The client that failed most regularly is running amanda-backup_client-3.3.9-1
(32bit).
I'll keep monitoring this in case the situation changes but it looks like it's
working properly now.
On 05/10/17 08:58, Tom Robinson wrote:
>
> It may well be just that I can't see the wood for the trees when looking at
> logging but I can't
> find the problem :-(
>
> I'm running daily manual dumps of the FAILED DLE's to keep backups intact!
>
> I'm still getting the following:
>
> FAILURE DUMP SUMMARY:
> bentley Resources lev 1 FAILED [too many dumper retry: [request failed: No
> route to host]]
> bentley sysadmin lev 1 FAILED [too many dumper retry: [request failed: No
> route to host]]
>
> Apart from the two KVM hosts, all these systems are KVM Guests. The backup
> server is a KVM guest.
> Has anyone seen or know of issues that may occur with amanda on virtualised
> infrastructure?
>
> From my understanding of KVM networking between guests, whole network frames
> are dumped and picked
> up between them. This allows higher transport speeds. I've tested the
> throughput with iperf and
> have seen througput as high as 25Gbps. The following ipef session shows the
> connection between the
> failed guest, bentley, and the backup server. I've only shown the 'server'
> side results for iperf
> below:
>
> # systemctl stop xinetd
>
> # iperf -p 10080 -s
>
> Server listening on TCP port 10080
> TCP window size: 85.3 KByte (default)
>
> [ 4] local 10.0.19.21 port 10080 connected with 192.168.0.3 port 39214
> [ ID] Interval Transfer Bandwidth
> [ 4] 0.0-10.0 sec 20.5 GBytes 17.6 Gbits/sec
> [ 4] local 10.0.19.21 port 10080 connected with 192.168.0.3 port 39215
> [ 4] 0.0-10.0 sec 20.7 GBytes 17.8 Gbits/sec
> [ 4] local 10.0.19.21 port 10080 connected with 192.168.0.3 port 39218
> [ 4] 0.0-10.0 sec 21.3 GBytes 18.3 Gbits/sec
> [ 4] local 10.0.19.21 port 10080 connected with 192.168.0.3 port 39223
> [ 4] 0.0-10.0 sec 21.4 GBytes 18.4 Gbits/sec
>
> Any clues/help for the above are appreciated.
>
> I'm now also getting some other strange errors that I've never seen before.
> These report as
> 'FAILED' but further on into the report they appear to have completed without
> issue. What do the
> error codes signify (e.g. FAILED [02-00098] etc.)?
>
> ---8<---
>
> FAILURE DUMP SUMMARY:
> ---8<---
> bentley ECN lev 0 FAILED [02-00098]
> bentley Repair lev 1 FAILED [06-00229]
> garage /var lev 1 FAILED [shm_ring cancelled]

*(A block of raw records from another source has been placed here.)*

use clap::Parser;
use mrl_worker::args::ReducerArgs;

#[tokio::main]
async fn main() -> anyhow::Result<()> {
    tracing_subscriber::fmt::init();

    let args = ReducerArgs::parse();
    mrl_worker::run_reducer(args).await?;
    Ok(())
}
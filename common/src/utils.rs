//! Helpers for the `word<TAB>count` rows shared by intermediate files,
//! reducer outputs and the merged output.

/// Parse `word\tcount`, or `word count` when there is no tab.
///
/// Returns `None` for blank lines, an empty word, or a count that is not a
/// non-negative integer. Callers skip such rows.
pub fn parse_count_line(line: &str) -> Option<(&str, u64)> {
    let line = line.strip_suffix('\r').unwrap_or(line);
    let (word, count) = line.split_once('\t').or_else(|| line.split_once(' '))?;
    if word.is_empty() {
        return None;
    }
    let count = count.trim().parse().ok()?;
    Some((word, count))
}

/// Render one output row, without the trailing newline.
#[inline]
pub fn format_count_line(word: &str, count: u64) -> String {
    format!("{word}\t{count}")
}
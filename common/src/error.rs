use std::io;
use std::path::PathBuf;
use std::time::Duration;

use thiserror::Error;

use crate::codec::ErrorReason;
use crate::job::Endpoint;
use crate::Role;

/// Failures that stop forward progress of a job or of one worker.
///
/// Malformed data rows are not represented here; they are skipped where
/// they are read.
#[derive(Error, Debug)]
pub enum JobError {
    #[error("stub {endpoint} unreachable: {source}")]
    StubUnreachable {
        endpoint: Endpoint,
        #[source]
        source: io::Error,
    },

    #[error("stub {endpoint} rejected {role} {id}: {reason}")]
    SpawnRejected {
        endpoint: Endpoint,
        role: Role,
        id: u32,
        reason: ErrorReason,
    },

    #[error("unexpected reply from {endpoint}: `{reply}`")]
    UnexpectedReply { endpoint: Endpoint, reply: String },

    #[error("controller {endpoint} unreachable: {source}")]
    ControllerUnreachable {
        endpoint: Endpoint,
        #[source]
        source: io::Error,
    },

    #[error("handshake for {role} {id} failed: {detail}")]
    Handshake { role: Role, id: u32, detail: String },

    #[error("missing artifact {}", path.display())]
    MissingArtifact { path: PathBuf },

    #[error("timed out after {waited:?} waiting for {stage}")]
    Timeout { stage: String, waited: Duration },

    #[error("invalid configuration: {0}")]
    Config(String),

    #[error("I/O error: {0}")]
    Io(#[from] io::Error),
}
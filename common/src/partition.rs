//! Routing of words to reducer buckets and of input files to mappers.
//!
//! The bucket hash is shared by every process of a job, possibly on
//! different hosts, so it must never depend on a per-process seed.

use std::hash::Hasher;
use std::path::PathBuf;

use crate::job::Manifest;

/// Hashes an intermediate key. Compute a reduce bucket for a given key
/// by calculating `ihash(key) % n_reduce`.
///
/// This is 64-bit FNV-1a over the raw bytes, truncated to 31 bits.
pub fn ihash(key: &[u8]) -> u32 {
    let mut hasher = fnv::FnvHasher::default();
    hasher.write(key);
    (hasher.finish() & 0x7fff_ffff) as u32
}

/// Bucket (reducer id) that owns `word`.
///
/// # Panics
///
/// Panics if `num_reducers` is zero. Job configuration rejects that value
/// before any word is routed.
pub fn assign_bucket(word: &str, num_reducers: u32) -> u32 {
    assert!(num_reducers > 0, "num_reducers must be positive");
    ihash(word.as_bytes()) % num_reducers
}

/// Deal input files to `num_mappers` manifests round-robin by index,
/// keeping input order inside each manifest.
///
/// Always returns exactly `num_mappers` manifests; some may be empty when
/// there are fewer files than mappers.
pub fn assign_files(files: &[PathBuf], num_mappers: u32) -> Vec<Manifest> {
    let mut manifests: Vec<Manifest> = (0..num_mappers).map(Manifest::empty).collect();
    if manifests.is_empty() {
        return manifests;
    }

    for (index, file) in files.iter().enumerate() {
        let slot = index % manifests.len();
        manifests[slot].files.push(file.clone());
    }
    manifests
}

> modena /usr/src lev 1 FAILED [12-00205]
>
> ---8<---
> NOTES:
> planner: Last full dump of bentley:ECN on tape daily02 overwritten in 5
> runs.
> planner: Last level 1 dump of bentley:ECN on tape daily01 overwritten in 4
> runs.
> planner: Last full dump of bentley:Repair on tape daily07 overwritten in 2
> runs.
> planner: Last full dump of garage:/var on tape daily01 overwritten in 4
> runs.
>
> ---8<---
> DUMP SUMMARY:
> DUMPER STATS
> TAPER STATS
> HOSTNAME DISK L ORIG-KB OUT-KB COMP% MMM:SS
> KB/s MMM:SS KB/s
> ---
> --- ---
> ---8<---
> bentley ECN 0 19790 19790-- 0:03
> 7325.0 0:00 197900.0
> bentley Repair110 0.00:00
> 4.2 0:00 0.0
> garage /var 1 7000 7000-- 0:00
> 33341.0 0:00 7.0
> modena /usr/src 1 190 147.40:04
> 3.3 0:00140.0
> ---8<---
>
>
> What are the error codes and did amanda dump these OK or not?
>
> Kind regards,
> Tom
>
>
> Tom Robinson
> IT Manager/System Administrator
>
> MoTeC Pty Ltd
>
> 121 Merrindale Drive
> Croydon South
> 3136 Victoria
> Australia
>
> T: +61 3 9761 5050
> F: +61 3 9761 5051
> E: tom.robin...@motec.com.au
> On 13/09/17 23:09, Jean-Louis Martineau wrote:
>> Tom,
>>
>> It is the system that return the "No route to host" error.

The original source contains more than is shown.